(Bloomberg) -- A drop in U.S. hospital admissions that is hurting profit at Community Health Systems Inc., Tenet Healthcare Corp. and other operators may persist as companies and consumers grapple with shifts in health care economics.
Community Health, the second-largest U.S. hospital system, reduced its full-year earnings forecast last week as it said 2013 admissions would fall 1% to 3%. Tenet, the third-biggest hospital chain, said last month second-quarter admissions would drop 3.5%.

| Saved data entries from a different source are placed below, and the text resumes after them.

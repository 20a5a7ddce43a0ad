use super::count_animator::CountAnimator;
use super::dto::{ActivationOutcome, ContactPrefill, Effect, LikeSettings, LikeSnapshot, Toast};
use crate::domain::identity::provider::IdentityProvider;
use crate::domain::like::{
    errors::{ExternalCall, FailureCategory, LikeError},
    record::{Identity, LikeRecord},
    repository::{CreateOutcome, LikeStore},
    state::{LikePhase, UiState},
};
use crate::domain::notification::notifier::{Notifier, TemplateVars};
use crate::domain::shared::tween::format_count;
use crate::presentation::view::{ContactForm, Toaster, ViewSet};
use chrono::Utc;
use std::future::Future;
use std::sync::{
    Arc, Mutex, MutexGuard,
    atomic::{AtomicU64, Ordering},
};
use tokio::task::JoinHandle;
use tracing::{Instrument, debug, error, info, info_span, warn};
use uuid::Uuid;
use validator::Validate;

enum Gate {
    Proceed,
    AlreadyLiked,
    Busy(LikePhase),
    NotReady,
}

/// Drives the like button: sign-in, duplicate check, conditional write,
/// count refresh and the thank-you notification.
///
/// All buttons on the page share one controller, so they always agree. A
/// session that reaches `Liked` stays there; later clicks only replay the
/// "already liked" feedback.
pub struct LikeController {
    identity: Arc<dyn IdentityProvider>,
    store: Arc<dyn LikeStore>,
    notifier: Arc<dyn Notifier>,
    views: ViewSet,
    toaster: Arc<dyn Toaster>,
    contact_form: Option<Arc<dyn ContactForm>>,
    counter: CountAnimator,
    settings: LikeSettings,
    phase: Mutex<LikePhase>,
    refresh_ticket: AtomicU64,
}

impl LikeController {
    pub fn new(
        identity: Arc<dyn IdentityProvider>,
        store: Arc<dyn LikeStore>,
        notifier: Arc<dyn Notifier>,
        views: ViewSet,
        toaster: Arc<dyn Toaster>,
        settings: LikeSettings,
    ) -> Self {
        let counter = CountAnimator::new(
            views.clone(),
            settings.count_animation,
            settings.frame_interval,
        );
        Self {
            identity,
            store,
            notifier,
            views,
            toaster,
            contact_form: None,
            counter,
            settings,
            phase: Mutex::new(LikePhase::Init),
            refresh_ticket: AtomicU64::new(0),
        }
    }

    pub fn with_contact_form(mut self, form: Arc<dyn ContactForm>) -> Self {
        self.contact_form = Some(form);
        self
    }

    fn lock_phase(&self) -> MutexGuard<'_, LikePhase> {
        self.phase.lock().unwrap_or_else(|poisoned| poisoned.into_inner())
    }

    pub fn phase(&self) -> LikePhase {
        *self.lock_phase()
    }

    pub fn ui_state(&self) -> UiState {
        self.phase().ui_state()
    }

    pub fn snapshot(&self) -> LikeSnapshot {
        LikeSnapshot {
            state: self.ui_state(),
            count: self.counter.target(),
            count_display: format_count(self.counter.displayed()),
        }
    }

    /// Move to `next` and redraw every button. Illegal moves are logged and
    /// refused.
    fn enter(&self, next: LikePhase) -> bool {
        let mut phase = self.lock_phase();
        if !phase.can_transition_to(next) {
            warn!(from = ?*phase, to = ?next, "refusing like state transition");
            return false;
        }
        debug!(from = ?*phase, to = ?next, "like state transition");
        *phase = next;
        self.views.render_state(next.ui_state());
        true
    }

    fn begin_activation(&self) -> Gate {
        let mut phase = self.lock_phase();
        match *phase {
            LikePhase::Liked => Gate::AlreadyLiked,
            LikePhase::NotLiked => {
                *phase = LikePhase::Authenticating;
                self.views.render_state(UiState::Loading);
                Gate::Proceed
            }
            other if other.is_busy() => Gate::Busy(other),
            _ => Gate::NotReady,
        }
    }

    async fn call<T, F>(&self, call: ExternalCall, fut: F) -> Result<T, LikeError>
    where
        F: Future<Output = Result<T, LikeError>>,
    {
        let limit = match call {
            ExternalCall::Authenticate => self.settings.sign_in_timeout,
            _ => self.settings.call_timeout,
        };
        match tokio::time::timeout(limit, fut).await {
            Ok(result) => result,
            Err(_) => {
                warn!(%call, ?limit, "external call timed out");
                Err(LikeError::Timeout { call })
            }
        }
    }

    /// Bind the buttons, show the current count, and settle the initial state.
    ///
    /// Never fails: an unreachable store shows a count of zero and a session
    /// that cannot be resolved is treated as not liked.
    pub async fn initialize(&self) {
        if self.views.is_empty() {
            debug!("no like buttons bound, skipping initialization");
            return;
        }
        if !self.enter(LikePhase::Loading) {
            return;
        }
        self.counter.show_placeholder();

        let count = self.call(ExternalCall::CountAll, async {
            self.store
                .count_all()
                .await
                .map_err(LikeError::StoreReadFailed)
        });
        let (count, already_liked) = tokio::join!(count, self.resolve_session());

        match count {
            Ok(count) => {
                self.counter.animate_to(count);
            }
            Err(err) => {
                warn!(error = %err, "could not fetch like count");
                self.counter.set_immediate(0);
            }
        }

        let settled = if already_liked {
            LikePhase::Liked
        } else {
            LikePhase::NotLiked
        };
        self.enter(settled);
        info!(buttons = self.views.len(), state = ?settled.ui_state(), "like button ready");
    }

    async fn resolve_session(&self) -> bool {
        let session = self
            .call(ExternalCall::ResolveSession, async {
                Ok(self.identity.current_identity().await)
            })
            .await;
        let identity = match session {
            Ok(Some(identity)) if identity.validate().is_ok() => identity,
            Ok(Some(_)) => {
                warn!("ignoring stored session without a valid contact address");
                return false;
            }
            Ok(None) => return false,
            Err(err) => {
                warn!(error = %err, "could not resolve existing session");
                return false;
            }
        };

        let key = identity.key();
        let exists = self
            .call(ExternalCall::Exists, async {
                self.store
                    .exists(&key)
                    .await
                    .map_err(LikeError::StoreReadFailed)
            })
            .await;
        match exists {
            Ok(exists) => {
                debug!(identity_key = %key, exists, "resolved existing session");
                exists
            }
            Err(err) => {
                warn!(identity_key = %key, error = %err, "could not check like status");
                false
            }
        }
    }

    /// Click entry point. Always returns; failures are shown to the visitor
    /// and leave the button interactive.
    pub async fn on_activate(&self) -> ActivationOutcome {
        let span = info_span!("like_activation", attempt = %Uuid::now_v7());
        self.activate().instrument(span).await
    }

    async fn activate(&self) -> ActivationOutcome {
        match self.begin_activation() {
            Gate::Proceed => {}
            Gate::AlreadyLiked => {
                self.views.play(Effect::Shake);
                self.toaster
                    .show(Toast::for_failure(FailureCategory::AlreadyLiked));
                return ActivationOutcome::AlreadyLiked;
            }
            Gate::Busy(phase) => {
                debug!(?phase, "like in progress, ignoring click");
                return ActivationOutcome::Ignored;
            }
            Gate::NotReady => {
                debug!("like button not initialized, ignoring click");
                return ActivationOutcome::Ignored;
            }
        }

        match self.run_activation().await {
            Ok(outcome) => outcome,
            Err(err) => self.recover(err),
        }
    }

    async fn run_activation(&self) -> Result<ActivationOutcome, LikeError> {
        let identity = self
            .call(ExternalCall::Authenticate, async {
                self.identity.authenticate().await.map_err(LikeError::from)
            })
            .await?;
        identity
            .validate()
            .map_err(|e| LikeError::AuthFailed(format!("identity rejected: {}", e)))?;
        let key = identity.key();
        info!(identity_key = %key, "signed in");

        self.enter(LikePhase::CheckingDuplicate);
        let exists = self
            .call(ExternalCall::Exists, async {
                self.store
                    .exists(&key)
                    .await
                    .map_err(LikeError::StoreReadFailed)
            })
            .await?;
        if exists {
            info!(identity_key = %key, "identity has already liked");
            self.enter(LikePhase::Liked);
            self.toaster.show(Toast::identity_already_liked());
            return Ok(ActivationOutcome::AlreadyLiked);
        }

        self.enter(LikePhase::Writing);
        let record = LikeRecord::new(&identity, Utc::now());
        let created = self
            .call(ExternalCall::CreateIfAbsent, async {
                self.store
                    .create_if_absent(&record)
                    .await
                    .map_err(LikeError::StoreWriteFailed)
            })
            .await?;
        self.enter(LikePhase::Liked);

        if created == CreateOutcome::AlreadyExists {
            info!(identity_key = %key, "record appeared between check and write");
            self.toaster.show(Toast::identity_already_liked());
            return Ok(ActivationOutcome::AlreadyLiked);
        }

        info!(identity_key = %key, "like recorded");
        self.views.play(Effect::HeartBurst);
        self.dispatch_notification(&record);
        self.prefill_contact_form(&identity);
        self.refresh_count().await;
        self.toaster.show(Toast::thanks(&identity));
        Ok(ActivationOutcome::Liked)
    }

    fn recover(&self, err: LikeError) -> ActivationOutcome {
        let category = err.category();
        match &err {
            LikeError::AuthCancelled | LikeError::AuthBlocked => {
                info!(error = %err, "sign-in did not complete")
            }
            _ => error!(error = %err, ?category, "like failed"),
        }
        self.enter(LikePhase::NotLiked);
        self.toaster.show(Toast::for_failure(category));
        ActivationOutcome::Failed(category)
    }

    /// Re-read the count and animate every display toward it. A failed read
    /// keeps the current display, and a read overtaken by a later refresh is
    /// dropped.
    pub async fn refresh_count(&self) -> Option<u64> {
        let ticket = self.refresh_ticket.fetch_add(1, Ordering::SeqCst) + 1;
        let count = self
            .call(ExternalCall::CountAll, async {
                self.store
                    .count_all()
                    .await
                    .map_err(LikeError::StoreReadFailed)
            })
            .await;
        if self.refresh_ticket.load(Ordering::SeqCst) != ticket {
            debug!(ticket, "discarding count read overtaken by a newer refresh");
            return None;
        }
        match count {
            Ok(count) => {
                self.counter.animate_to(count);
                Some(count)
            }
            Err(err) => {
                warn!(error = %err, "could not refresh like count");
                None
            }
        }
    }

    /// Send the thank-you message on a detached task. The like is already
    /// stored, so the outcome is only logged.
    fn dispatch_notification(&self, record: &LikeRecord) -> JoinHandle<()> {
        let notifier = Arc::clone(&self.notifier);
        let vars = TemplateVars::for_record(record, self.settings.notify_offset());
        let to = record.contact_address.clone();
        let limit = self.settings.call_timeout;

        tokio::spawn(
            async move {
                match tokio::time::timeout(limit, notifier.send(&to, &vars)).await {
                    Ok(Ok(())) => info!("thank-you notification sent"),
                    Ok(Err(err)) => {
                        let err = LikeError::NotifyFailed(err);
                        warn!(error = %err, "thank-you notification failed")
                    }
                    Err(_) => {
                        let err = LikeError::Timeout {
                            call: ExternalCall::Notify,
                        };
                        warn!(error = %err, "thank-you notification failed")
                    }
                }
            }
            .in_current_span(),
        )
    }

    fn prefill_contact_form(&self, identity: &Identity) {
        if let Some(form) = &self.contact_form {
            form.prefill(&ContactPrefill::new(identity, &self.settings.site_owner));
        }
    }
}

Hospital admissions have been falling as patients who have seen their deductibles rise put off seeing a doctor and as some types of services are being shifted away from inpatient to outpatient treatment. Hospitals also are being squeezed by the Affordable Care Act and related government efforts to improve care, curb costs and eliminate excessive readmissions.
“We’ve seen such a long trend of weaker volume despite the improving economy and it will be a lasting change for the industry,” says Megan Neuburger, a senior director at Fitch Ratings in New York. “A lot of this is a shift from inpatient to outpatient. At some point, there will be a baseline. When do we get to that bottom? No one knows.”
Same-hospital adjusted admissions dropped 2.7% industrywide in the first quarter, according to a Fitch report Neuburger wrote in June. The percentage of insured workers with a deductible of $1,000 or more for single coverage jumped to 34% in 2012 from 12% in 2007, according to a study last year by the Henry J. Kaiser Family Foundation and the Health Research & Education Trust.
HCA Holdings Inc., the largest publicly traded hospital chain, has so far been the outlier -- saying July 16 that it will report a 1.3% gain in same-facility admissions for the second quarter. The Nashville, Tenn.-based company says net income was about 91 cents a share, topping by 13% the average of analysts’ estimates compiled by Bloomberg.
Despite HCA’s growth, analysts say hospital operators are experiencing systemic shifts in how they care for and charge patients.
“The bottom line is that the jury is out about whether volume will ever return to hospitals, whether HCA’s increase was real or just a fluke, or if the volume shortfall will carry into next year and eliminate the upside of health reform,” says Sheryl Skolnick, an analyst at Stamford, Connecticut-based CRT Capital Group LLC.
At the same time, for-profit hospitals are facing an increasing number of federal investigations into overly aggressive admissions and Medicare and Medicaid billing — probes that may be further curtailing admissions.